Of course, promoting a system where everyone can follow their own rules in an orderly manner is the promise of democracy. The democratic process, thus, is a process that seeks to place everyone into the society of control. As we leave the Modern era and enter post-modernity we see that globalized communication and productivity (globalization) requires this kind of control. It's inefficient and perhaps too insipid to believe that only the people in Hollywood would be the people that could best at creating entertainment, what a positively guild-like idea. Let's get everyone producing their own entertainment and really maximize output.

So now everything is entertainment: news (CNN's iReport, Indymedia, Daily Show), cooking (really, food pr0n from the Foodnetwork, etc.), cleaning your house, hurting yourself, spelling wrong, doing anything at all wrong...Hell: let's make a video game where people create simulated people, personas, identities.

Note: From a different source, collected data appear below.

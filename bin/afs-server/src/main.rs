//! AFS Server - transactional storage daemon
//!
//! Opens the storage layout and the write-ahead log, recovers, then serves
//! sessions and runs background maintenance until interrupted.

use afs_common::AfsConfig;
use afs_server::{ApiServer, ServerContext, run_maintenance};
use anyhow::{Context, Result};
use clap::Parser;
use std::path::PathBuf;
use tokio::sync::watch;
use tracing::{error, info, warn};
use tracing_subscriber::{layer::SubscriberExt, util::SubscriberInitExt};

#[derive(Parser, Debug)]
#[command(name = "afs-server")]
#[command(about = "AFS Transactional Storage Server")]
#[command(version)]
struct Args {
    /// Configuration file path
    #[arg(short, long, default_value = "/etc/afs/afs.toml")]
    config: String,

    /// Storage root (overrides the config file)
    #[arg(long, env = "AFS_STORAGE_ROOT")]
    storage_root: Option<PathBuf>,

    /// Write-ahead log directory (overrides the config file)
    #[arg(long, env = "AFS_WAL_ROOT")]
    wal_root: Option<PathBuf>,

    /// Metadata service registration endpoint
    #[arg(long)]
    meta_endpoint: Option<String>,

    /// Log level
    #[arg(long, default_value = "info")]
    log_level: String,

    /// Recover and exit without serving
    #[arg(long)]
    recover_only: bool,
}

fn load_config(args: &Args) -> Result<AfsConfig> {
    let mut config: AfsConfig = if std::path::Path::new(&args.config).exists() {
        let config_str = std::fs::read_to_string(&args.config)
            .with_context(|| format!("reading {}", args.config))?;
        toml::from_str(&config_str).with_context(|| format!("parsing {}", args.config))?
    } else {
        AfsConfig::default()
    };

    // CLI takes precedence over the config file
    if let Some(root) = &args.storage_root {
        config.storage.root.clone_from(root);
    }
    if let Some(root) = &args.wal_root {
        config.wal.root.clone_from(root);
    }
    if let Some(endpoint) = &args.meta_endpoint {
        config.metadata.endpoint = Some(endpoint.clone());
    }
    if args.log_level != "info" {
        config.logging.level.clone_from(&args.log_level);
    }
    Ok(config)
}

#[tokio::main]
async fn main() -> Result<()> {
    let args = Args::parse();
    let config = load_config(&args)?;

    // Initialize logging
    tracing_subscriber::registry()
        .with(
            tracing_subscriber::EnvFilter::try_from_default_env()
                .unwrap_or_else(|_| config.logging.level.clone().into()),
        )
        .with(tracing_subscriber::fmt::layer())
        .init();

    info!("Starting AFS server");
    info!("Config file: {}", args.config);
    info!("Storage root: {}", config.storage.root.display());
    info!("WAL root: {}", config.wal.root.display());

    let (ctx, report) = match ServerContext::open(config) {
        Ok(opened) => opened,
        Err(e) => {
            error!("Failed to open storage: {e}");
            std::process::exit(1);
        }
    };

    info!(
        "Recovery: committed={}, reapplied={}, aborted={}, in_doubt={}, stalled={}",
        report.committed.len(),
        report.reapplied.len(),
        report.aborted.len(),
        report.in_doubt.len(),
        report.stalled.len()
    );
    for txn in &report.in_doubt {
        warn!("{txn} is prepared and awaits its coordinator");
    }
    for txn in &report.stalled {
        warn!("{txn} is committed but not yet applied; maintenance will retry");
    }

    if args.recover_only {
        info!("Recovery complete, exiting");
        return Ok(());
    }

    let api = ApiServer::new(ctx.clone());

    let (shutdown_tx, shutdown_rx) = watch::channel(false);
    let maintenance = tokio::spawn(run_maintenance(ctx, shutdown_rx));

    tokio::signal::ctrl_c().await?;
    info!("Shutting down AFS server");

    let _ = shutdown_tx.send(true);
    if let Err(e) = maintenance.await {
        error!("Maintenance task failed: {e}");
    }
    info!(
        "Stopped with {} live sessions",
        api.session_count()
    );

    Ok(())
}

I return to the Wired interview to just regesiter the complaint that far too often we are told that it is so revolutionary to Enjoy! (like the Coke logo says) the fact that we are at this dawn of the society of control (in Wired's case it's called Web 2.o): a time when we can be the viral video. But what is the payload of this viral behavior, what does the meme deliver into the host? Clearly, the need to manage ourselves, to produce, to consume as we are directed - I mean how else can I understand Gatorade's new low-calorie sports drink? del Toro's talk about the PS3 being the Model T is not inaccurate, it's just not as interesting an idea as, say Peter Greenaway's conception of cinema without text.